A limpet’s life is an arduous one. Clinging to rocks with a muscular foot, these little mollusks brace against crashing waves that deliver the food they need to survive. Using a long, tongue-like appendage studded with tiny teeth, limpets scrape against the hard rock surface, gathering algae and pulling it toward their mouth. Talk about a daily grind.

Tiny as the teeth are—each one is as long as a strand of hair is thick—they’re the strongest biological material known to exist, according to a recent paper appearing in the Royal Society journal Interface. In fact, they’re 10 percent stronger than spider silk, the previous title-holder for strongest naturally occurring material.

The mighty teeth are critical to limpet survival. “If the teeth break very easily on the rock surface, that’s it—the limpet can’t feed, and it dies off,” says Asa Barber, an engineer at the University of Portsmouth in England and the lead author on the paper.

Barber first became interested in limpet teeth a decade ago, when he happened upon an image of a tooth’s internal architecture in a structural biology textbook. He noticed that the tooth was composed of very small fibers within a softer, organic material, similar to how engineers embed carbon fibers inside plastic to reinforce it.
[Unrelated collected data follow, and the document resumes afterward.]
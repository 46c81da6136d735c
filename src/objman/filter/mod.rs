//! # Filter Expression Compiler
//!
//! Record lists are filtered by a list of [`FilterGroup`]s. Conditions inside a
//! group are combined with the group's own [`Logic`]; groups are always combined
//! with `AND`. The same JSON shape is exchanged with the filter builder UI and the
//! persistence layer:
//!
//! ```json
//! [{"id": "g1", "logic": "OR", "group_order": 0, "conditions": [
//!     {"id": "c1", "field_name": "name", "field_type": "text",
//!      "operator": "starts_with", "value": "Acme", "condition_order": 0}]}]
//! ```
//!
//! The pipeline is: edit ([`expression`]) → check against the field catalog
//! ([`validate`]) → translate into a parameterized predicate ([`compile`]) and a
//! sentence for humans ([`describe`]). Validation is the caller's job:
//! [`compile::compile`] trusts its input, [`compile::compile_checked`] does both.

use chrono::{DateTime, NaiveDate, NaiveDateTime};
use serde::{Deserialize, Serialize};
use std::fmt;
use std::str::FromStr;
use thiserror::Error;

pub mod catalog;
pub mod compile;
pub mod describe;
pub mod expression;
pub mod operator;
pub mod validate;

pub use catalog::{FilterField, FilterFieldCatalog};
pub use compile::{compile, compile_checked, compile_with, CompileOptions, CompiledPredicate, PlaceholderStyle};
pub use describe::describe;
pub use expression::{ConditionPatch, FilterEdit, FilterExpression};
pub use operator::Operator;
pub use validate::{validate, ValidationResult};

#[derive(Debug, Clone, Copy, PartialEq, Eq, Hash, Serialize, Deserialize)]
#[serde(try_from = "String", into = "String")]
pub enum FieldType {
    Text,
    Number,
    Date,
    Boolean,
}

impl FieldType {
    /// Maps a column type as reported by the database onto a filter type.
    pub fn from_db_type(db_type: &str) -> Option<FieldType> {
        let normalized = db_type.trim().to_lowercase();
        let field_type = match normalized.as_str() {
            "text" | "varchar" | "character varying" | "char" | "string" => FieldType::Text,
            "number" | "integer" | "bigint" | "numeric" | "decimal" | "real"
            | "double precision" | "float" | "smallint" => FieldType::Number,
            "date" | "timestamp" | "timestamp without time zone" | "timestamp with time zone"
            | "time" => FieldType::Date,
            "boolean" | "bool" => FieldType::Boolean,
            _ => return None,
        };
        Some(field_type)
    }

    pub fn as_str(self) -> &'static str {
        match self {
            FieldType::Text => "text",
            FieldType::Number => "number",
            FieldType::Date => "date",
            FieldType::Boolean => "boolean",
        }
    }
}

impl FromStr for FieldType {
    type Err = String;

    fn from_str(s: &str) -> Result<Self, Self::Err> {
        FieldType::from_db_type(s).ok_or_else(|| format!("unknown field type {:?}", s))
    }
}

impl TryFrom<String> for FieldType {
    type Error = String;

    fn try_from(value: String) -> Result<Self, Self::Error> {
        value.parse()
    }
}

impl From<FieldType> for String {
    fn from(value: FieldType) -> Self {
        value.as_str().to_string()
    }
}

impl fmt::Display for FieldType {
    fn fmt(&self, f: &mut fmt::Formatter<'_>) -> fmt::Result {
        f.write_str(self.as_str())
    }
}

/// A field type or operator as spelled in stored criteria or a catalog.
///
/// Spellings this version does not recognise are kept as they are, so one odd
/// condition surfaces as a validation error instead of failing the whole list.
#[derive(Debug, Clone, PartialEq, Eq, Serialize, Deserialize)]
#[serde(
    from = "String",
    into = "String",
    bound(serialize = "T: fmt::Display + Clone", deserialize = "T: FromStr")
)]
pub enum Spelling<T> {
    Known(T),
    Unknown(String),
}

impl<T: Copy> Spelling<T> {
    pub fn known(&self) -> Option<T> {
        match self {
            Spelling::Known(value) => Some(*value),
            Spelling::Unknown(_) => None,
        }
    }
}

impl<T: FromStr> From<String> for Spelling<T> {
    fn from(raw: String) -> Self {
        match raw.parse() {
            Ok(value) => Spelling::Known(value),
            Err(_) => Spelling::Unknown(raw),
        }
    }
}

impl<T: fmt::Display> From<Spelling<T>> for String {
    fn from(spelling: Spelling<T>) -> Self {
        spelling.to_string()
    }
}

impl<T: fmt::Display> fmt::Display for Spelling<T> {
    fn fmt(&self, f: &mut fmt::Formatter<'_>) -> fmt::Result {
        match self {
            Spelling::Known(value) => write!(f, "{}", value),
            Spelling::Unknown(raw) => f.write_str(raw),
        }
    }
}

#[derive(Debug, Clone, Copy, PartialEq, Eq, Hash, Default, Serialize, Deserialize)]
#[serde(rename_all = "UPPERCASE")]
pub enum Logic {
    #[default]
    And,
    Or,
}

impl Logic {
    pub fn keyword(self) -> &'static str {
        match self {
            Logic::And => "AND",
            Logic::Or => "OR",
        }
    }
}

/// A condition's comparison value. Dates travel as text.
#[derive(Debug, Clone, PartialEq, Serialize, Deserialize)]
#[serde(untagged)]
pub enum FilterValue {
    Bool(bool),
    Number(serde_json::Number),
    Text(String),
}

impl FilterValue {
    pub fn text(value: impl Into<String>) -> Self {
        FilterValue::Text(value.into())
    }

    pub fn number(value: i64) -> Self {
        FilterValue::Number(value.into())
    }

    /// Empty strings count as "no value".
    pub fn is_blank(&self) -> bool {
        matches!(self, FilterValue::Text(s) if s.is_empty())
    }

    pub fn is_date(&self) -> bool {
        match self {
            FilterValue::Text(s) => parse_date(s).is_some(),
            _ => false,
        }
    }

    pub fn is_truthy(&self) -> bool {
        match self {
            FilterValue::Bool(b) => *b,
            FilterValue::Number(n) => n.as_f64().is_some_and(|n| n != 0.0),
            FilterValue::Text(s) => !s.is_empty() && s != "false",
        }
    }
}

impl fmt::Display for FilterValue {
    fn fmt(&self, f: &mut fmt::Formatter<'_>) -> fmt::Result {
        match self {
            FilterValue::Bool(b) => write!(f, "{}", b),
            FilterValue::Number(n) => write!(f, "{}", n),
            FilterValue::Text(s) => f.write_str(s),
        }
    }
}

/// Parses the date spellings the filter builder produces.
pub fn parse_date(value: &str) -> Option<NaiveDateTime> {
    let value = value.trim();
    if let Ok(dt) = DateTime::parse_from_rfc3339(value) {
        return Some(dt.naive_utc());
    }
    for format in ["%Y-%m-%dT%H:%M:%S%.f", "%Y-%m-%d %H:%M:%S%.f", "%Y-%m-%dT%H:%M"] {
        if let Ok(dt) = NaiveDateTime::parse_from_str(value, format) {
            return Some(dt);
        }
    }
    NaiveDate::parse_from_str(value, "%Y-%m-%d")
        .ok()
        .and_then(|d| d.and_hms_opt(0, 0, 0))
}

#[derive(Debug, Clone, PartialEq, Serialize, Deserialize)]
pub struct FilterCondition {
    #[serde(default, skip_serializing_if = "Option::is_none")]
    pub id: Option<String>,
    #[serde(default)]
    pub field_name: String,
    pub field_type: Spelling<FieldType>,
    pub operator: Spelling<Operator>,
    #[serde(default)]
    pub value: Option<FilterValue>,
    #[serde(default)]
    pub condition_order: i64,
}

impl FilterCondition {
    pub fn new(
        field_name: impl Into<String>,
        field_type: FieldType,
        operator: Operator,
        value: FilterValue,
    ) -> Self {
        Self {
            id: None,
            field_name: field_name.into(),
            field_type: Spelling::Known(field_type),
            operator: Spelling::Known(operator),
            value: Some(value),
            condition_order: 0,
        }
    }

    /// A fresh condition as the builder creates it: no field, `==`, empty value.
    pub fn blank(id: impl Into<String>, condition_order: i64) -> Self {
        Self {
            id: Some(id.into()),
            field_name: String::new(),
            field_type: Spelling::Known(FieldType::Text),
            operator: Spelling::Known(Operator::Eq),
            value: Some(FilterValue::Text(String::new())),
            condition_order,
        }
    }

    /// Conditions without a field or without a value are left out of compilation.
    pub fn is_complete(&self) -> bool {
        !self.field_name.trim().is_empty() && self.value.is_some()
    }
}

#[derive(Debug, Clone, PartialEq, Serialize, Deserialize)]
pub struct FilterGroup {
    pub id: String,
    #[serde(default)]
    pub conditions: Vec<FilterCondition>,
    #[serde(default)]
    pub logic: Logic,
    #[serde(default)]
    pub group_order: i64,
}

impl FilterGroup {
    pub fn new(id: impl Into<String>, logic: Logic, conditions: Vec<FilterCondition>) -> Self {
        Self {
            id: id.into(),
            conditions,
            logic,
            group_order: 0,
        }
    }

    /// Conditions sorted by `condition_order` (stable for ties).
    pub fn ordered_conditions(&self) -> Vec<&FilterCondition> {
        let mut conditions: Vec<&FilterCondition> = self.conditions.iter().collect();
        conditions.sort_by_key(|c| c.condition_order);
        conditions
    }
}

#[derive(Error, Debug, Clone, PartialEq, Eq)]
pub enum FilterEditError {
    #[error("Filter group {0} does not exist")]
    GroupNotFound(String),

    #[error("Condition {condition} does not exist in group {group}")]
    ConditionNotFound { group: String, condition: String },

    #[error("A filter needs at least one group")]
    LastGroup,
}
//! Block placement: add, move, remove, and per-block edits.
//!
//! Moving a block is one algorithm for both reordering inside a section and
//! dragging it across sections: take the block out, close the gap it leaves,
//! insert it at the requested position in the target section, renumber.

use super::{LayoutModel, Outcome, Rejection};
use crate::model::{normalize_section_name, BlockContent, BlockDraft, LayoutBlock, Width};
use tracing::{debug, info};
use uuid::Uuid;

impl LayoutModel {
    /// Places a draft at the end of `target_section`.
    pub fn add_block(&self, draft: BlockDraft, target_section: &str) -> Outcome<LayoutModel> {
        self.place_block(draft, target_section).map(|(model, _)| model)
    }

    /// Like [`add_block`](Self::add_block), also returning the id assigned to the new block.
    pub fn place_block(
        &self,
        draft: BlockDraft,
        target_section: &str,
    ) -> Outcome<(LayoutModel, Uuid)> {
        let section = normalize_section_name(target_section);
        self.ensure_accepts(&section, draft.kind())?;

        let order = self.blocks.values().filter(|b| b.section == section).count();
        let block = LayoutBlock {
            id: Uuid::new_v4(),
            content: draft.content,
            label: draft.label,
            section,
            order,
            width: draft.width.unwrap_or_default(),
            visible: draft.visible,
        };
        let id = block.id;
        debug!(block = %id, kind = %block.kind(), section = %block.section, order, "block added");

        let mut next = self.clone();
        next.blocks.insert(id, block);
        Ok((next, id))
    }

    /// Moves a block to `target_index` of `target_section` (end of section when the
    /// index is absent or past the end). Moving an unknown block is a no-op.
    pub fn move_block(
        &self,
        block_id: &Uuid,
        target_section: &str,
        target_index: Option<usize>,
    ) -> Outcome<LayoutModel> {
        let Some(block) = self.blocks.get(block_id) else {
            info!(block = %block_id, "move ignored: block not in layout");
            return Ok(self.clone());
        };

        let target = normalize_section_name(target_section);
        self.ensure_accepts(&target, block.kind())?;
        let source = block.section.clone();

        let mut next = self.clone();
        if let Some(moving) = next.blocks.get_mut(block_id) {
            moving.section = target.clone();
        }
        if source != target {
            next.densify(&source);
        }

        let mut ordered: Vec<Uuid> = next
            .blocks_in(&target)
            .iter()
            .map(|b| b.id)
            .filter(|id| id != block_id)
            .collect();
        let position = target_index.unwrap_or(ordered.len()).min(ordered.len());
        ordered.insert(position, *block_id);
        next.renumber(&ordered);

        debug!(block = %block_id, from = %source, to = %target, position, "block moved");
        Ok(next)
    }

    /// Removes a block and closes the gap in its section. Removing an unknown
    /// block returns the model unchanged.
    pub fn remove_block(&self, block_id: &Uuid) -> LayoutModel {
        let mut next = self.clone();
        match next.blocks.remove(block_id) {
            Some(removed) => {
                next.densify(&removed.section);
                debug!(block = %block_id, section = %removed.section, "block removed");
            }
            None => info!(block = %block_id, "remove ignored: block not in layout"),
        }
        next
    }

    pub fn set_block_width(&self, block_id: &Uuid, width: Width) -> Outcome<LayoutModel> {
        self.edit_block(block_id, |block| {
            block.width = width;
            Ok(())
        })
    }

    pub fn set_block_visibility(&self, block_id: &Uuid, visible: bool) -> Outcome<LayoutModel> {
        self.edit_block(block_id, |block| {
            block.visible = visible;
            Ok(())
        })
    }

    pub fn set_block_label(&self, block_id: &Uuid, label: &str) -> Outcome<LayoutModel> {
        self.edit_block(block_id, |block| {
            block.label = label.to_string();
            Ok(())
        })
    }

    /// Replaces the columns shown by a related-list block.
    pub fn set_display_columns(
        &self,
        block_id: &Uuid,
        columns: Vec<String>,
    ) -> Outcome<LayoutModel> {
        self.edit_block(block_id, |block| match &mut block.content {
            BlockContent::RelatedList {
                display_columns, ..
            } => {
                *display_columns = columns;
                Ok(())
            }
            other => Err(Rejection::IncompatibleSectionType {
                kind: other.kind(),
                section: block.section.clone(),
            }),
        })
    }

    fn edit_block<F>(&self, block_id: &Uuid, edit: F) -> Outcome<LayoutModel>
    where
        F: FnOnce(&mut LayoutBlock) -> Outcome<()>,
    {
        let mut next = self.clone();
        let block = next
            .blocks
            .get_mut(block_id)
            .ok_or(Rejection::BlockNotFound(*block_id))?;
        edit(block)?;
        Ok(next)
    }
}
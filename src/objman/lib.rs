//! # Objman Architecture
//!
//! Objman is the core of a metadata-driven object manager. Tenants define their
//! own object types; objman decides how records of those objects are laid out on a
//! page and which records a saved list shows. It has two engines:
//!
//! - the **Layout Composition Engine** ([`layout`]): places fields, related lists
//!   and buttons into typed, ordered sections and keeps the placement rules intact
//!   through every edit;
//! - the **Filter Expression Compiler** ([`filter`]): a grouped AND/OR filter model
//!   with field-type-aware validation, compiled to a parameterized SQL predicate and
//!   to a sentence for humans.
//!
//! Both engines are pure: they take a snapshot and return a new one. Everything
//! around them is layered the same way as any UI-agnostic library:
//!
//! ```text
//! ┌─────────────────────────────────────────────────────────────┐
//! │  CLI Layer (cli/, wired by main.rs)                         │
//! │  - Parses arguments, formats output, handles terminal I/O   │
//! │  - The ONLY place that knows about stdout/stderr/exit codes │
//! └─────────────────────────────────────────────────────────────┘
//!                              │
//!                              ▼
//! ┌─────────────────────────────────────────────────────────────┐
//! │  API Layer (api.rs)                                         │
//! │  - Thin facade over commands                                │
//! │  - Normalizes inputs (tenant ids, compile options)          │
//! └─────────────────────────────────────────────────────────────┘
//!                              │
//!                              ▼
//! ┌─────────────────────────────────────────────────────────────┐
//! │  Command Layer (commands/*.rs)                              │
//! │  - Load, run an engine, persist, report                     │
//! └─────────────────────────────────────────────────────────────┘
//!                              │
//!                              ▼
//! ┌──────────────────────────────┐  ┌───────────────────────────┐
//! │  Engines (layout/, filter/)  │  │  Storage Layer (store/)   │
//! │  - Pure snapshot functions   │  │  - MetadataStore trait    │
//! │  - No I/O                    │  │  - FileStore, InMemory    │
//! └──────────────────────────────┘  └───────────────────────────┘
//! ```
//!
//! ## Expected outcomes are values
//!
//! Dropping a field onto a related-list section is not a failure of the program,
//! it is an answer. Layout operations return [`layout::Outcome`], whose error side
//! is a [`layout::Rejection`] the UI can show inline. [`error::ObjmanError`] is for
//! everything else: missing documents, I/O, malformed JSON, and batches refused at
//! the API boundary.
//!
//! ## Module Overview
//!
//! - [`api`]: The API facade, entry point for all operations
//! - [`commands`]: One module per command family
//! - [`layout`]: Layout Composition Engine
//! - [`filter`]: Filter Expression Compiler
//! - [`store`]: Storage abstraction and implementations
//! - [`model`]: Shared data types (blocks, sections, tenants, catalog entries)
//! - [`config`]: Configuration management
//! - [`error`]: Error types
//! - `cli`: Argument parsing and printing for the binary (not part of the lib API)

pub mod api;
pub mod commands;
pub mod config;
pub mod error;
pub mod filter;
pub mod layout;
pub mod model;
pub mod store;
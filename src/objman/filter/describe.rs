//! Human-readable rendering of a filter expression, e.g.
//! `Account Name starts with Acme OR Amount greater than 10 AND Active equals Yes`.

use super::{FieldType, FilterCondition, FilterExpression, FilterFieldCatalog};

pub const NO_FILTERS: &str = "No filters applied";

pub fn describe(expr: &FilterExpression, catalog: &FilterFieldCatalog) -> String {
    let groups: Vec<String> = expr
        .ordered_groups()
        .into_iter()
        .map(|group| {
            let conditions: Vec<String> = group
                .ordered_conditions()
                .into_iter()
                .filter(|c| c.is_complete())
                .map(|c| describe_condition(c, catalog))
                .collect();
            conditions.join(&format!(" {} ", group.logic.keyword()))
        })
        .filter(|text| !text.is_empty())
        .collect();

    if groups.is_empty() {
        NO_FILTERS.to_string()
    } else {
        groups.join(" AND ")
    }
}

fn describe_condition(condition: &FilterCondition, catalog: &FilterFieldCatalog) -> String {
    let field = catalog
        .get(&condition.field_name)
        .map(|f| f.label())
        .unwrap_or(&condition.field_name);
    let value = match (&condition.value, condition.field_type.known()) {
        (Some(value), Some(FieldType::Boolean)) => {
            let answer = if value.is_truthy() { "Yes" } else { "No" };
            answer.to_string()
        }
        (Some(value), _) => value.to_string(),
        (None, _) => String::new(),
    };
    let operator = match condition.operator.known() {
        Some(operator) => operator.display_name().to_string(),
        None => condition.operator.to_string(),
    };
    format!("{} {} {}", field, operator, value)
}

#[cfg(test)]
mod tests {
    use super::*;
    use crate::filter::{FilterField, FilterGroup, FilterValue, Logic, Operator};

    fn catalog() -> FilterFieldCatalog {
        FilterFieldCatalog::new(vec![
            FilterField::new("name", FieldType::Text, "Account Name"),
            FilterField::new("is_active", FieldType::Boolean, "Active"),
        ])
    }

    #[test]
    fn empty_expression() {
        assert_eq!(describe(&FilterExpression::default(), &catalog()), NO_FILTERS);
        let only_blank = FilterExpression::new(vec![FilterGroup::new(
            "g",
            Logic::And,
            vec![FilterCondition::blank("c", 0)],
        )]);
        assert_eq!(describe(&only_blank, &catalog()), NO_FILTERS);
    }

    #[test]
    fn sentence_uses_display_names_and_logic() {
        let expr = FilterExpression::new(vec![
            FilterGroup::new(
                "g1",
                Logic::Or,
                vec![
                    FilterCondition::new("name", FieldType::Text, Operator::Like, FilterValue::text("Acme")),
                    FilterCondition::new("region", FieldType::Text, Operator::Eq, FilterValue::text("EU")),
                ],
            ),
            FilterGroup::new(
                "g2",
                Logic::And,
                vec![FilterCondition::new(
                    "isActive",
                    FieldType::Boolean,
                    Operator::Eq,
                    FilterValue::Bool(false),
                )],
            ),
        ]);
        assert_eq!(
            describe(&expr, &catalog()),
            "Account Name contains Acme OR region equals EU AND Active equals No"
        );
    }
}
Barber eventually decided to study the teeth for himself. He used a scanning electron microscope to locate them along the tongue of a limpet specimen (Patella vulgata), creating the gray-scale version of the image above. (The color was added in later.) Then, he and his team pulled the teeth apart into small samples and applied force to them until they broke—a common method typically used for testing the strength of larger materials. (“Trying to break a small thing apart is generally quite difficult,” says Barber.)

Closer inspection revealed that the tooth’s (relatively) soft outer protein shell is filled with fibers made of a mineral called goethite, which confers strength twice that of the bulletproof material Kevlar.

“It’s another nice example [of] how nature does things so well,” says Timothy Weihs, a materials engineer at Johns Hopkins University, who was not involved in the research. “Over time, nature’s been able to design some pretty well-optimized structures.”

The discovery could help engineers design better dental fillings for when our own teeth fail. It also sheds more light on a creature that often goes unnoticed. “People had sort of disregarded [limpets],” Barber says, so it’s surprising to find “such a unique property from quite a mundane organism.”